Task description: Extract from the entries below, exactly as given, only the lines from the line containing "impl Default for" to the line containing "timeouts and unreadable", both lines included.

- - - - - - -

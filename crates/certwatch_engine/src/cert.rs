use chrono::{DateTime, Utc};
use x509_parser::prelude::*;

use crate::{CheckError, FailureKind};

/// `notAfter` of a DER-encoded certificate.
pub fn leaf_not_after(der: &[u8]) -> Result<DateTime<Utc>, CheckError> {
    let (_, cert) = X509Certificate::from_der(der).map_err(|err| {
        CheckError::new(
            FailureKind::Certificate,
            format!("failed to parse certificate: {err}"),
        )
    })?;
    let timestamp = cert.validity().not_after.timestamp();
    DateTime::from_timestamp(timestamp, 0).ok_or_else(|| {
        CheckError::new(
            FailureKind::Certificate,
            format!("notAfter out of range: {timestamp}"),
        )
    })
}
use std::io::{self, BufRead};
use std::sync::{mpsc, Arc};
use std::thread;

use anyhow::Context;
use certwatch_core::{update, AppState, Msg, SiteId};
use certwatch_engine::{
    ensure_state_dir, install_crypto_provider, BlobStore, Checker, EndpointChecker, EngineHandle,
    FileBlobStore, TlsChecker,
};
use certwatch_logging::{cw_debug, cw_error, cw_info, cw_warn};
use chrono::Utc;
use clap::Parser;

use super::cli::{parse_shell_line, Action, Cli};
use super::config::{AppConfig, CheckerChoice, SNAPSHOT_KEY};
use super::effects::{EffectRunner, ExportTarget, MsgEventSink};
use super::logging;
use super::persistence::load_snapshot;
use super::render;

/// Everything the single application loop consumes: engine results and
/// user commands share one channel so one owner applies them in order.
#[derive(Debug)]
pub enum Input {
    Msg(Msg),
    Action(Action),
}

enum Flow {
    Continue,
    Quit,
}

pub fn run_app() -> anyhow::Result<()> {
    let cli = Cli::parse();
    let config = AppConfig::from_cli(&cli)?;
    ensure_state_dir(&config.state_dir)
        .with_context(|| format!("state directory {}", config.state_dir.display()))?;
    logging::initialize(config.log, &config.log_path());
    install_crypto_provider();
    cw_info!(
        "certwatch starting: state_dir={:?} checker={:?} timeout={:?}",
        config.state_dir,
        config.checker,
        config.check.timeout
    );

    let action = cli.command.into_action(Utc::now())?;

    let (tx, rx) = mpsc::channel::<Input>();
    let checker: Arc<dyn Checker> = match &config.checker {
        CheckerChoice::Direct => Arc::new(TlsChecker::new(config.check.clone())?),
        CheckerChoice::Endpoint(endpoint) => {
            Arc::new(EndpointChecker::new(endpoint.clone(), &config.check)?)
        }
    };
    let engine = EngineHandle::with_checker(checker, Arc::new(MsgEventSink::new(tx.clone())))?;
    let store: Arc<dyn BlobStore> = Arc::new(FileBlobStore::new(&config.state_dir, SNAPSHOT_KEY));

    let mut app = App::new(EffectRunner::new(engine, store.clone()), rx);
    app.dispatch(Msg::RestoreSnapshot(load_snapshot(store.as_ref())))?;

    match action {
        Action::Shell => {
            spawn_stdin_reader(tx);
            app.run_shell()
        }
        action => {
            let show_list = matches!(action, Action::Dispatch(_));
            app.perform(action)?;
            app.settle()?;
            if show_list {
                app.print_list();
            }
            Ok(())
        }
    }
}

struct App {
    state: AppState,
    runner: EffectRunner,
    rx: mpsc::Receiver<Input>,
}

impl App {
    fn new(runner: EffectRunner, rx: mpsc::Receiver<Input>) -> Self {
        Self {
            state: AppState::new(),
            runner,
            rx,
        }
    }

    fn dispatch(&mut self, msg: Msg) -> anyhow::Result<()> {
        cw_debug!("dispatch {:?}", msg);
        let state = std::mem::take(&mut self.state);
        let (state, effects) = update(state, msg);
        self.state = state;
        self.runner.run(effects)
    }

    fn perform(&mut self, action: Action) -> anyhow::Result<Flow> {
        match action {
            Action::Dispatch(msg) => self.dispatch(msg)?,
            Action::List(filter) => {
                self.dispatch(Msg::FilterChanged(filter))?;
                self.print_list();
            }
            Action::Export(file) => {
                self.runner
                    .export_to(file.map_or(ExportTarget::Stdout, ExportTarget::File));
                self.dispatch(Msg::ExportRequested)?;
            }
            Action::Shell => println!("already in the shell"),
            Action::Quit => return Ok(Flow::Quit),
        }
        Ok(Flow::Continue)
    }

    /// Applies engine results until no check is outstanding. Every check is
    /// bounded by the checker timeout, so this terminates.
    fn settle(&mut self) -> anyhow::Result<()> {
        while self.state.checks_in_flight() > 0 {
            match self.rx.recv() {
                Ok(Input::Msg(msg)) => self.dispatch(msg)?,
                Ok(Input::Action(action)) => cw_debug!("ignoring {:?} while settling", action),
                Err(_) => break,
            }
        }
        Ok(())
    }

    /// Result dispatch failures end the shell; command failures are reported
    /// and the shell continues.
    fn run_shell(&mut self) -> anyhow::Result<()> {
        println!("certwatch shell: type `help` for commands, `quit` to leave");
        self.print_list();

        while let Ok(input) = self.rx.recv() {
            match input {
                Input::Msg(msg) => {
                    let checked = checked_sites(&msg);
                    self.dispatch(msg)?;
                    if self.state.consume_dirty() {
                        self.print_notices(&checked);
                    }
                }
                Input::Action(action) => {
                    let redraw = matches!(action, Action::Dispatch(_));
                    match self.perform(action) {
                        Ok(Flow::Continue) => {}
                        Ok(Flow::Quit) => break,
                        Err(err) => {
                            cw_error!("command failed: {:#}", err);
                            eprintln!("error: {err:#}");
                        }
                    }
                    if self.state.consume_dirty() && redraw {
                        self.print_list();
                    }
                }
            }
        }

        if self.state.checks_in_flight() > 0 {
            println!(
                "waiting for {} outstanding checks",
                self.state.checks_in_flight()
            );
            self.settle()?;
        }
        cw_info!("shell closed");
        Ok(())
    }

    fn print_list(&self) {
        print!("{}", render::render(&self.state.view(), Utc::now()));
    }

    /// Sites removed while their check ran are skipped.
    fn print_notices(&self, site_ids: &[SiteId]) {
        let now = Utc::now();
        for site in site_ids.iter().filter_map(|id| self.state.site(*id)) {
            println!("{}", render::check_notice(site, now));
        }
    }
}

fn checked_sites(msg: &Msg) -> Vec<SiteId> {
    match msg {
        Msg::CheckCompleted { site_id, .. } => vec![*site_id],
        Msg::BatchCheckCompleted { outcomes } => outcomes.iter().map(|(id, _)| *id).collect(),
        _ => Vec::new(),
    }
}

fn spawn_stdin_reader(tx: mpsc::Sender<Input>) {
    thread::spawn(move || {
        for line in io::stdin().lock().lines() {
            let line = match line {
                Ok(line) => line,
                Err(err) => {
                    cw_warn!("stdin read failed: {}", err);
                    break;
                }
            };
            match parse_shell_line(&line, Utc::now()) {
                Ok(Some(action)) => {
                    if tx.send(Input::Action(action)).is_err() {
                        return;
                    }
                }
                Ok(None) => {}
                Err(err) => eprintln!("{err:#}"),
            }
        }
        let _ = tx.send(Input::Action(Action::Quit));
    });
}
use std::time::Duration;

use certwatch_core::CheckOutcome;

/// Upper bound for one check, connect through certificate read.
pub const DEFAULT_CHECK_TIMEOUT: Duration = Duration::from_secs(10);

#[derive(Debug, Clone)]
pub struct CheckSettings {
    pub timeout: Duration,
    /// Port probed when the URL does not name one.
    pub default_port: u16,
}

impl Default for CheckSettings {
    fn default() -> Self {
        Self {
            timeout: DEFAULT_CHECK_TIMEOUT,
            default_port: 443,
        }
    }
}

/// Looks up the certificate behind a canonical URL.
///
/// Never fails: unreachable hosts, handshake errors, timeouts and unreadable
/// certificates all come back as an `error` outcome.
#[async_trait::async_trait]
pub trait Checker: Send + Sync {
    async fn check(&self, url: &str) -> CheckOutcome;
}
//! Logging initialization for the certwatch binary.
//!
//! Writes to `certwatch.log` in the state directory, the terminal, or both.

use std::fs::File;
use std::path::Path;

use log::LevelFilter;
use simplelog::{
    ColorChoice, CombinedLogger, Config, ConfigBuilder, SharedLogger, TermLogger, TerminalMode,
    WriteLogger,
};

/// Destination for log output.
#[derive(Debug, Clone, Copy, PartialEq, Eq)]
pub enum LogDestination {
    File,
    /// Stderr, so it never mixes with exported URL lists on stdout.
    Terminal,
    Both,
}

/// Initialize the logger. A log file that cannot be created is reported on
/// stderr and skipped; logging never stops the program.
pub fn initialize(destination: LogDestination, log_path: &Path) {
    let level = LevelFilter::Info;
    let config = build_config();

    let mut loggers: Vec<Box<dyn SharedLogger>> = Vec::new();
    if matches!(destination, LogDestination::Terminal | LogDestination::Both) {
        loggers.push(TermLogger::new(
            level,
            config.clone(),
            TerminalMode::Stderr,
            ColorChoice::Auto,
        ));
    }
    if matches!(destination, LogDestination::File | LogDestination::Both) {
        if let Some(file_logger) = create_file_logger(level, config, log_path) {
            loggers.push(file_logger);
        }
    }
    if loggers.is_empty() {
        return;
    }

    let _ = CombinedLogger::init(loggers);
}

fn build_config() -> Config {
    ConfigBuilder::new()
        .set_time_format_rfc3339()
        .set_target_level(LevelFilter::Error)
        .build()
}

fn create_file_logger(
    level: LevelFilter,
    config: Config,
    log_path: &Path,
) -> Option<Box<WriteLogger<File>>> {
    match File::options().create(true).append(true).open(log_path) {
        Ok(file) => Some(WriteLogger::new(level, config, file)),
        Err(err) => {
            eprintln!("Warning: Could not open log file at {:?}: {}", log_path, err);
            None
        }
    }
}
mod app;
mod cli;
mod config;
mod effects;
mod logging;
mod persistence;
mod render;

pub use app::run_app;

- - - - - - -

Response area:
impl Default for CheckSettings {
    fn default() -> Self {
        Self {
            timeout: DEFAULT_CHECK_TIMEOUT,
            default_port: 443,
        }
    }
}

/// Looks up the certificate behind a canonical URL.
///
/// Never fails: unreachable hosts, handshake errors, timeouts and unreadable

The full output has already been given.